Michael Schiavo moved his wife from a Largo nursing home to a facility run by Hospice of the Florida Suncoast in April.

But the Schindlers protested, saying a hospice does not focus on long-term care and could refuse to treat certain illnesses, such as infections. They asked a judge to move Mrs. Schiavo back to the nursing home.

A court hearing Wednesday was canceled, and the two sides told the judge they tentatively had reached an agreement, said George Felos, Schiavo's attorney. The Schindlers' attorney Joe Magri refused to comment.

Mrs. Schiavo collapsed at her St. Petersburg home Feb. 25, 1990. Her heart stopped beating, and she was deprived of oxygen for five minutes. She has been in a vegetative state since.

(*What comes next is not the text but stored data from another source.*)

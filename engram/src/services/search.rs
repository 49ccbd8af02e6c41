use std::sync::Arc;
use std::time::Instant;

use crate::embeddings::{EmbeddingProvider, QueryEmbeddingCache};
use crate::error::{EngramError, Result};
use crate::llm::{prompts, LlmProvider};
use crate::models::{SearchFactsRequest, SearchFactsResponse};
use crate::ranking::{apply_filters, RankingEngine, RankingOptions};
use crate::store::FactStore;

const DEFAULT_LIMIT: u32 = 10;
const DEFAULT_THRESHOLD: f32 = 0.3;
/// Fetch more than the requested limit so dedup and filters have slack.
const CANDIDATE_FETCH_FLOOR: u32 = 50;

pub struct SearchService {
    store: Arc<dyn FactStore>,
    embeddings: Arc<EmbeddingProvider>,
    llm: Arc<LlmProvider>,
    query_cache: QueryEmbeddingCache,
    ranking: RankingEngine,
}

impl SearchService {
    pub fn new(
        store: Arc<dyn FactStore>,
        embeddings: Arc<EmbeddingProvider>,
        llm: Arc<LlmProvider>,
        query_cache: QueryEmbeddingCache,
    ) -> Self {
        let ranking = RankingEngine::new(llm.clone());
        Self {
            store,
            embeddings,
            llm,
            query_cache,
            ranking,
        }
    }

    pub async fn search(
        &self,
        owner_id: &str,
        request: SearchFactsRequest,
    ) -> Result<SearchFactsResponse> {
        let started = Instant::now();
        if request.q.trim().is_empty() {
            return Err(EngramError::Validation("Query must not be empty".into()));
        }

        let limit = request.limit.unwrap_or(DEFAULT_LIMIT).max(1);
        let threshold = request.threshold.unwrap_or(DEFAULT_THRESHOLD);

        let expanded_query = if request.expand_query.unwrap_or(false) {
            self.expand_query(&request.q).await
        } else {
            None
        };
        let query_text = expanded_query.as_deref().unwrap_or(&request.q);

        let embedding = self.query_embedding(query_text).await?;

        let hits = self
            .store
            .search_similar_facts(
                owner_id,
                &embedding,
                limit.max(CANDIDATE_FETCH_FLOOR),
                threshold,
                request.tag.as_deref(),
                false,
            )
            .await?;

        let mut results = self
            .ranking
            .rank(
                &request.q,
                hits,
                RankingOptions {
                    include_history: request.include_history.unwrap_or(false),
                    rerank: request.rerank.unwrap_or(false) && self.rerank_enabled(),
                    limit: limit as usize,
                },
            )
            .await;

        if let Some(filters) = &request.filters {
            results = apply_filters(results, filters);
        }

        let timing = started.elapsed().as_millis() as u64;
        tracing::debug!(
            owner_id,
            query = %request.q,
            results = results.len(),
            timing_ms = timing,
            "Search complete"
        );

        Ok(SearchFactsResponse {
            total: results.len() as u32,
            results,
            timing,
            expanded_query,
        })
    }

    /// Reranking is opt-in per request and must also be enabled in config,
    /// mirroring the query-expansion toggle.
    fn rerank_enabled(&self) -> bool {
        self.llm.config().is_some_and(|c| c.enable_rerank)
    }

    /// Query embeddings go through the process-local TTL cache; a miss embeds
    /// and populates it.
    async fn query_embedding(&self, query: &str) -> Result<Vec<f32>> {
        if let Some(cached) = self.query_cache.get(query) {
            tracing::debug!("Query embedding cache hit");
            return Ok(cached);
        }
        let embedding = self.embeddings.embed(query).await?;
        self.query_cache.put(query, embedding.clone());
        Ok(embedding)
    }

    /// Optional LLM query expansion. Failure falls back to the original query.
    async fn expand_query(&self, query: &str) -> Option<String> {
        let config = self.llm.config()?;
        if !config.enable_query_expansion || !self.llm.is_available() {
            return None;
        }

        match self
            .llm
            .complete(&prompts::query_expansion_prompt(query), None)
            .await
        {
            Ok(expanded) => {
                let expanded = expanded.trim();
                if expanded.is_empty() {
                    None
                } else {
                    Some(expanded.to_string())
                }
            }
            Err(e) => {
                tracing::warn!(error = %e, "Query expansion failed, using original query");
                None
            }
        }
    }
}
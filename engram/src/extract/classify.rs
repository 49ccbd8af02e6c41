//! Candidate classification: permanence class, fact kind, and expiry.
//!
//! The cascade here is deterministic and overrides whatever provisional flags
//! came back from the LLM. Rules are evaluated in order, first match wins.

use std::sync::LazyLock;

use chrono::{DateTime, Duration, NaiveDate, Utc};
use regex::Regex;

use crate::models::{FactCandidate, FactKind};

static IDENTITY_PATTERNS: LazyLock<Vec<Regex>> = LazyLock::new(|| {
    [
        r"(?i)\bname is\b",
        r"(?i)\bbirthday\b",
        r"(?i)\banniversary\b",
        r"(?i)\bborn (?:on|in)\b",
        r"(?i)\b\d{1,3} years old\b",
        r"(?i)\b(?:studied|graduated|degree in|majored in)\b",
        r"(?i)\b(?:is from|originally from|grew up in)\b",
        r"(?i)\b(?:married to|is [\w']+ (?:wife|husband|partner|mother|mom|father|dad|sister|brother|daughter|son))\b",
        r"(?i)\bnationality\b",
    ]
    .iter()
    .map(|p| Regex::new(p).unwrap())
    .collect()
});

static TEMPORARY_PATTERNS: LazyLock<Vec<Regex>> = LazyLock::new(|| {
    [
        r"(?i)\bcurrently\b",
        r"(?i)\bright now\b",
        r"(?i)\bat the moment\b",
        r"(?i)\bthis (?:week|month|quarter|year)\b",
        r"(?i)\bfor now\b",
        r"(?i)\btemporarily\b",
        r"(?i)\bis (?:working|reading|learning|building|writing|planning|preparing|traveling|staying|visiting)\b",
    ]
    .iter()
    .map(|p| Regex::new(p).unwrap())
    .collect()
});

static PERMANENT_PATTERNS: LazyLock<Vec<Regex>> = LazyLock::new(|| {
    [
        r"(?i)\b(?:works as|is an? \w+ (?:engineer|developer|designer|manager|analyst|scientist|teacher|nurse|doctor|writer|consultant|researcher|architect))\b",
        r"(?i)\bworks (?:at|for)\b",
        r"(?i)\blives in\b",
        r"(?i)\b(?:speaks|is fluent in|knows how to)\b",
        r"(?i)\b(?:plays|enjoys|practices)\b",
        r"(?i)\bhas a (?:dog|cat|bird|rabbit|hamster|fish|parrot|turtle|pet)\b",
        r"(?i)\ballergic to\b",
    ]
    .iter()
    .map(|p| Regex::new(p).unwrap())
    .collect()
});

static NAMED_SUBJECT: LazyLock<Regex> =
    LazyLock::new(|| Regex::new(r"^[A-Z][a-z]+ [A-Z][a-z]+\b").unwrap());

static POSSESSIVE_SUBJECT: LazyLock<Regex> =
    LazyLock::new(|| Regex::new(r"^[A-Z][a-z]+'s\b").unwrap());

static RECURRING_DATE: LazyLock<Regex> =
    LazyLock::new(|| Regex::new(r"(?i)\b(?:birthday|anniversary|born on)\b").unwrap());

static EVENT_KEYWORDS: LazyLock<Regex> = LazyLock::new(|| {
    Regex::new(
        r"(?i)\b(?:meeting|deadline|appointment|conference|interview|flight|trip|launch|demo|presentation|review|call|scheduled|reminder)\b",
    )
    .unwrap()
});

static PREFERENCE_VERBS: LazyLock<Regex> = LazyLock::new(|| {
    Regex::new(r"(?i)\b(?:prefers?|likes?|loves?|enjoys?|favorite|hates?|dislikes?)\b").unwrap()
});

static CONTENT_DATE: LazyLock<Regex> =
    LazyLock::new(|| Regex::new(r"\b(\d{4})-(\d{2})-(\d{2})\b").unwrap());

static RELATIVE_OFFSET: LazyLock<Regex> =
    LazyLock::new(|| Regex::new(r"(?i)\bin (\d{1,3}) (hour|day|week|month)s?\b").unwrap());

/// Permanence cascade. Identity facts are static no matter how they are
/// phrased; temporary indicators force dynamic even over permanent-looking
/// patterns.
pub fn classify_permanence(content: &str) -> bool {
    if IDENTITY_PATTERNS.iter().any(|p| p.is_match(content)) {
        return true;
    }
    if TEMPORARY_PATTERNS.iter().any(|p| p.is_match(content)) {
        return false;
    }
    if PERMANENT_PATTERNS.iter().any(|p| p.is_match(content)) {
        return true;
    }
    if content.starts_with("User") {
        return false;
    }
    NAMED_SUBJECT.is_match(content) || POSSESSIVE_SUBJECT.is_match(content)
}

/// Kind cascade. Recurring biographical dates stay `Fact` so the expiry path
/// never auto-forgets them. `provisional` is the extractor's guess, used only
/// when no keyword rule fires.
pub fn classify_kind(content: &str, provisional: FactKind) -> FactKind {
    if RECURRING_DATE.is_match(content) {
        return FactKind::Fact;
    }
    if EVENT_KEYWORDS.is_match(content) {
        return FactKind::Event;
    }
    if PREFERENCE_VERBS.is_match(content) {
        return FactKind::Preference;
    }
    provisional
}

/// Expiry is only computed for events. A concrete date in the content (the
/// normalizer has already rewritten relative expressions) expires at the end
/// of that day; an event with no recognizable time gets the default window.
pub fn compute_expiry(
    content: &str,
    kind: FactKind,
    now: DateTime<Utc>,
    default_event_expiry_days: i64,
) -> Option<DateTime<Utc>> {
    if kind != FactKind::Event {
        return None;
    }

    if let Some(caps) = CONTENT_DATE.captures(content) {
        let date = NaiveDate::from_ymd_opt(
            caps[1].parse().ok()?,
            caps[2].parse().ok()?,
            caps[3].parse().ok()?,
        )?;
        let end_of_day = date.and_hms_opt(23, 59, 59)?.and_utc();
        if end_of_day > now {
            return Some(end_of_day);
        }
    }

    if let Some(caps) = RELATIVE_OFFSET.captures(content) {
        let amount: i64 = caps[1].parse().ok()?;
        let offset = match caps[2].to_lowercase().as_str() {
            "hour" => Duration::hours(amount),
            "day" => Duration::days(amount),
            "week" => Duration::weeks(amount),
            _ => Duration::days(amount * 30),
        };
        return Some(now + offset);
    }

    Some(now + Duration::days(default_event_expiry_days))
}

/// Apply the full cascade to a candidate in place.
pub fn classify_candidate(
    candidate: &mut FactCandidate,
    now: DateTime<Utc>,
    default_event_expiry_days: i64,
) {
    candidate.is_core = classify_permanence(&candidate.content);
    candidate.kind = classify_kind(&candidate.content, candidate.kind);
    if candidate.expires_at.is_none() {
        candidate.expires_at = compute_expiry(
            &candidate.content,
            candidate.kind,
            now,
            default_event_expiry_days,
        );
    }
}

The Schindlers and Schiavo have been feuding since 1993 and have not spoken since. Schiavo wants to remove his wife's feeding tube, but the Schindlers want her kept alive in the hopes that she will improve.

Each side has accused the other of trying to control Mrs. Schiavo's fate to get $700,000 she received in 1993 from a malpractice suit.

The Schindlers are appealing a judge's decision allowing the removal of the feeding tube to the 2nd District Court of Appeal in Lakeland.